[Stored data entries]
------------------------------------

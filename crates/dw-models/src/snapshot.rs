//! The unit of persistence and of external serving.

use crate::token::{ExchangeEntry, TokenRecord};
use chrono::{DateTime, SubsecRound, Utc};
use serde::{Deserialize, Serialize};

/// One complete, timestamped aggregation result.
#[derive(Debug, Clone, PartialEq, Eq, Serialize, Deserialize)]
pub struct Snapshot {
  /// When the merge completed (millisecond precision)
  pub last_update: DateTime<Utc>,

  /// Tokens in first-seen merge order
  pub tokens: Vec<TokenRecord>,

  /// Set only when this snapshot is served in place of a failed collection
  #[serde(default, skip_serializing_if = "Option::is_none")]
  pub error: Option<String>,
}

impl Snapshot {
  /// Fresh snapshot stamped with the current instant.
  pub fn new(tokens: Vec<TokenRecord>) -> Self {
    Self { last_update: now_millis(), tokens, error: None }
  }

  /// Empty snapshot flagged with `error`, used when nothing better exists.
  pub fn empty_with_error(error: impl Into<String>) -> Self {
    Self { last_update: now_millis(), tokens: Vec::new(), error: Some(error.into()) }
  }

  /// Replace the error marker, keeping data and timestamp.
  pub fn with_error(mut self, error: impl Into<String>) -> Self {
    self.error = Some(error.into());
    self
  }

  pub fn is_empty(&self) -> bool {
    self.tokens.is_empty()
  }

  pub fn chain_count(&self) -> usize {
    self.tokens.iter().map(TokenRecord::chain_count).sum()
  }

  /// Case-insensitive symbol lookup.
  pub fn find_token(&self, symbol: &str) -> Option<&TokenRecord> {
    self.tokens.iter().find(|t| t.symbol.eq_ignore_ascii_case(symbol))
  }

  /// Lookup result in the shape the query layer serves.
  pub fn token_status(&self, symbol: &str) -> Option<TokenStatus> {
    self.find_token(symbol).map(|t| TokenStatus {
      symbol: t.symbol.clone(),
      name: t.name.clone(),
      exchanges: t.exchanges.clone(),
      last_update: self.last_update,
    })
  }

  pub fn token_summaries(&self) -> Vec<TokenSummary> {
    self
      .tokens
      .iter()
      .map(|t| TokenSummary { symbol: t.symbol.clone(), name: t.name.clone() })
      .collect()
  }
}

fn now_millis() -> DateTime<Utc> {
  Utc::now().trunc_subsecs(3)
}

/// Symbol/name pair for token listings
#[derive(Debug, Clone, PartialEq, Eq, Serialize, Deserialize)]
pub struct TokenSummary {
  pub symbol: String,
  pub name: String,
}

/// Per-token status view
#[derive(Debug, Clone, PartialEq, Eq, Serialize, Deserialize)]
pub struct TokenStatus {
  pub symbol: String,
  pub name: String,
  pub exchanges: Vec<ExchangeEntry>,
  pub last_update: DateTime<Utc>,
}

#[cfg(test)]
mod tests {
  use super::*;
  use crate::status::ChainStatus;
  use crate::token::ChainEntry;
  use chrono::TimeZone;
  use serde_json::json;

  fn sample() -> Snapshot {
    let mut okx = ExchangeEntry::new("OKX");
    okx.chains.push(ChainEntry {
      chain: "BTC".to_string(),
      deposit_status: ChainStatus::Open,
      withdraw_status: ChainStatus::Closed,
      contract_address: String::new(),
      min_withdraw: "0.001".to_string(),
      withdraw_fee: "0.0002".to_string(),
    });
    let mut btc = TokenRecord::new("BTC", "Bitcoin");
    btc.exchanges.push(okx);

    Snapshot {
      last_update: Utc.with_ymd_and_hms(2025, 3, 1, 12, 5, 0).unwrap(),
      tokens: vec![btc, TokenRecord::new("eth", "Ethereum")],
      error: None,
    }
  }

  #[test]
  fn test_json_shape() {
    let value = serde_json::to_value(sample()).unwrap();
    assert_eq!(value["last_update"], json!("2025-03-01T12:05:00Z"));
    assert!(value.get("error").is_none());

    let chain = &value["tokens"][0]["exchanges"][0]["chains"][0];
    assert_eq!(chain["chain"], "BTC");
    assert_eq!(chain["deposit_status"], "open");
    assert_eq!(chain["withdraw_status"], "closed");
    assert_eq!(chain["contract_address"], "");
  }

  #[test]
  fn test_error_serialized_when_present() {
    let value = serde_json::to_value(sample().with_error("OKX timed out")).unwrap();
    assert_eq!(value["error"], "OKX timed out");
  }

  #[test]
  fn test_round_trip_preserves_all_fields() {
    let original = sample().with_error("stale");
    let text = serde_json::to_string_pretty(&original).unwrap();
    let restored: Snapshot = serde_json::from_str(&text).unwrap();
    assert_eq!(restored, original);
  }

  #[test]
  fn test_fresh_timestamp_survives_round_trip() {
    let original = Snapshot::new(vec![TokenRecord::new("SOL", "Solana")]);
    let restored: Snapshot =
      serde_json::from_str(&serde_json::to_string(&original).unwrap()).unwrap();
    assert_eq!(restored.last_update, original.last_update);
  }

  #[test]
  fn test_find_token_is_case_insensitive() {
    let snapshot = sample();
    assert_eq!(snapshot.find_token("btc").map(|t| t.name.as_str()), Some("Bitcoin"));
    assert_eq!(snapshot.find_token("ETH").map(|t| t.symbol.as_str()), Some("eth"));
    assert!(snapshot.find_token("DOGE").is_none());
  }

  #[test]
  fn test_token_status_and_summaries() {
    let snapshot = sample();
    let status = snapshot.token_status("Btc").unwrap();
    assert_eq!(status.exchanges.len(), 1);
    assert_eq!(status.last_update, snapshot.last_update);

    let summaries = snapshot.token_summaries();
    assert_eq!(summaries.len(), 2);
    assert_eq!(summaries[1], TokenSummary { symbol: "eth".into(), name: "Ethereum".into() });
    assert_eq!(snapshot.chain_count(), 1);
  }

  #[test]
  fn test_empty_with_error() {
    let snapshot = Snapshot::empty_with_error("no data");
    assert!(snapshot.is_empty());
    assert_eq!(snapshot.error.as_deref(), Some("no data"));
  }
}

------------------------------------

> _What you are asked to do_
Please make an exact copy of every record, leaving nothing out.

> _Problem solution_
filename crates/dw-models/src/snapshot.rs
//! The unit of persistence and of external serving.

use crate::token::{ExchangeEntry, TokenRecord};
use chrono::{DateTime, SubsecRound, Utc};
use serde::{Deserialize, Serialize};

/// One complete, timestamped aggregation result.
#[derive(Debug, Clone, PartialEq, Eq, Serialize, Deserialize)]
pub struct Snapshot {
  /// When the merge completed (millisecond precision)
  pub last_update: DateTime<Utc>,

  /// Tokens in first-seen merge order
  pub tokens: Vec<TokenRecord>,

  /// Set only when this snapshot is served in place of a failed collection
  #[serde(default, skip_serializing_if = "Option::is_none")]
  pub error: Option<String>,
}

impl Snapshot {
  /// Fresh snapshot stamped with the current instant.
  pub fn new(tokens: Vec<TokenRecord>) -> Self {
    Self { last_update: now_millis(), tokens, error: None }
  }

  /// Empty snapshot flagged with `error`, used when nothing better exists.
  pub fn empty_with_error(error: impl Into<String>) -> Self {
    Self { last_update: now_millis(), tokens: Vec::new(), error: Some(error.into()) }
  }

  /// Replace the error marker, keeping data and timestamp.
  pub fn with_error(mut self, error: impl Into<String>) -> Self {
    self.error = Some(error.into());
    self
  }

  pub fn is_empty(&self) -> bool {
    self.tokens.is_empty()
  }

  pub fn chain_count(&self) -> usize {
    self.tokens.iter().map(TokenRecord::chain_count).sum()
  }

  /// Case-insensitive symbol lookup.
  pub fn find_token(&self, symbol: &str) -> Option<&TokenRecord> {
    self.tokens.iter().find(|t| t.symbol.eq_ignore_ascii_case(symbol))
  }

  /// Lookup result in the shape the query layer serves.
  pub fn token_status(&self, symbol: &str) -> Option<TokenStatus> {
    self.find_token(symbol).map(|t| TokenStatus {
      symbol: t.symbol.clone(),
      name: t.name.clone(),
      exchanges: t.exchanges.clone(),
      last_update: self.last_update,
    })
  }

  pub fn token_summaries(&self) -> Vec<TokenSummary> {
    self
      .tokens
      .iter()
      .map(|t| TokenSummary { symbol: t.symbol.clone(), name: t.name.clone() })
      .collect()
  }
}

fn now_millis() -> DateTime<Utc> {
  Utc::now().trunc_subsecs(3)
}

/// Symbol/name pair for token listings
#[derive(Debug, Clone, PartialEq, Eq, Serialize, Deserialize)]
pub struct TokenSummary {
  pub symbol: String,
  pub name: String,
}

/// Per-token status view
#[derive(Debug, Clone, PartialEq, Eq, Serialize, Deserialize)]
pub struct TokenStatus {
  pub symbol: String,
  pub name: String,
  pub exchanges: Vec<ExchangeEntry>,
  pub last_update: DateTime<Utc>,
}

#[cfg(test)]
mod tests {
  use super::*;
  use crate::status::ChainStatus;
  use crate::token::ChainEntry;
  use chrono::TimeZone;
  use serde_json::json;

  fn sample() -> Snapshot {
    let mut okx = ExchangeEntry::new("OKX");
    okx.chains.push(ChainEntry {
      chain: "BTC".to_string(),
      deposit_status: ChainStatus::Open,
      withdraw_status: ChainStatus::Closed,
      contract_address: String::new(),
      min_withdraw: "0.001".to_string(),
      withdraw_fee: "0.0002".to_string(),
    });
    let mut btc = TokenRecord::new("BTC", "Bitcoin");
    btc.exchanges.push(okx);

    Snapshot {
      last_update: Utc.with_ymd_and_hms(2025, 3, 1, 12, 5, 0).unwrap(),
      tokens: vec![btc, TokenRecord::new("eth", "Ethereum")],
      error: None,
    }
  }

  #[test]
  fn test_json_shape() {
    let value = serde_json::to_value(sample()).unwrap();
    assert_eq!(value["last_update"], json!("2025-03-01T12:05:00Z"));
    assert!(value.get("error").is_none());

    let chain = &value["tokens"][0]["exchanges"][0]["chains"][0];
    assert_eq!(chain["chain"], "BTC");
    assert_eq!(chain["deposit_status"], "open");
    assert_eq!(chain["withdraw_status"], "closed");
    assert_eq!(chain["contract_address"], "");
  }

  #[test]
  fn test_error_serialized_when_present() {
    let value = serde_json::to_value(sample().with_error("OKX timed out")).unwrap();
    assert_eq!(value["error"], "OKX timed out");
  }

  #[test]
  fn test_round_trip_preserves_all_fields() {
    let original = sample().with_error("stale");
    let text = serde_json::to_string_pretty(&original).unwrap();
    let restored: Snapshot = serde_json::from_str(&text).unwrap();
    assert_eq!(restored, original);
  }

  #[test]
  fn test_fresh_timestamp_survives_round_trip() {
    let original = Snapshot::new(vec![TokenRecord::new("SOL", "Solana")]);
    let restored: Snapshot =
      serde_json::from_str(&serde_json::to_string(&original).unwrap()).unwrap();
    assert_eq!(restored.last_update, original.last_update);
  }

  #[test]
  fn test_find_token_is_case_insensitive() {
    let snapshot = sample();
    assert_eq!(snapshot.find_token("btc").map(|t| t.name.as_str()), Some("Bitcoin"));
    assert_eq!(snapshot.find_token("ETH").map(|t| t.symbol.as_str()), Some("eth"));
    assert!(snapshot.find_token("DOGE").is_none());
  }

  #[test]
  fn test_token_status_and_summaries() {
    let snapshot = sample();
    let status = snapshot.token_status("Btc").unwrap();
    assert_eq!(status.exchanges.len(), 1);
    assert_eq!(status.last_update, snapshot.last_update);

    let summaries = snapshot.token_summaries();
    assert_eq!(summaries.len(), 2);
    assert_eq!(summaries[1], TokenSummary { symbol: "eth".into(), name: "Ethereum".into() });
    assert_eq!(snapshot.chain_count(), 1);
  }

  #[test]
  fn test_empty_with_error() {
    let snapshot = Snapshot::empty_with_error("no data");
    assert!(snapshot.is_empty());
    assert_eq!(snapshot.error.as_deref(), Some("no data"));
  }
}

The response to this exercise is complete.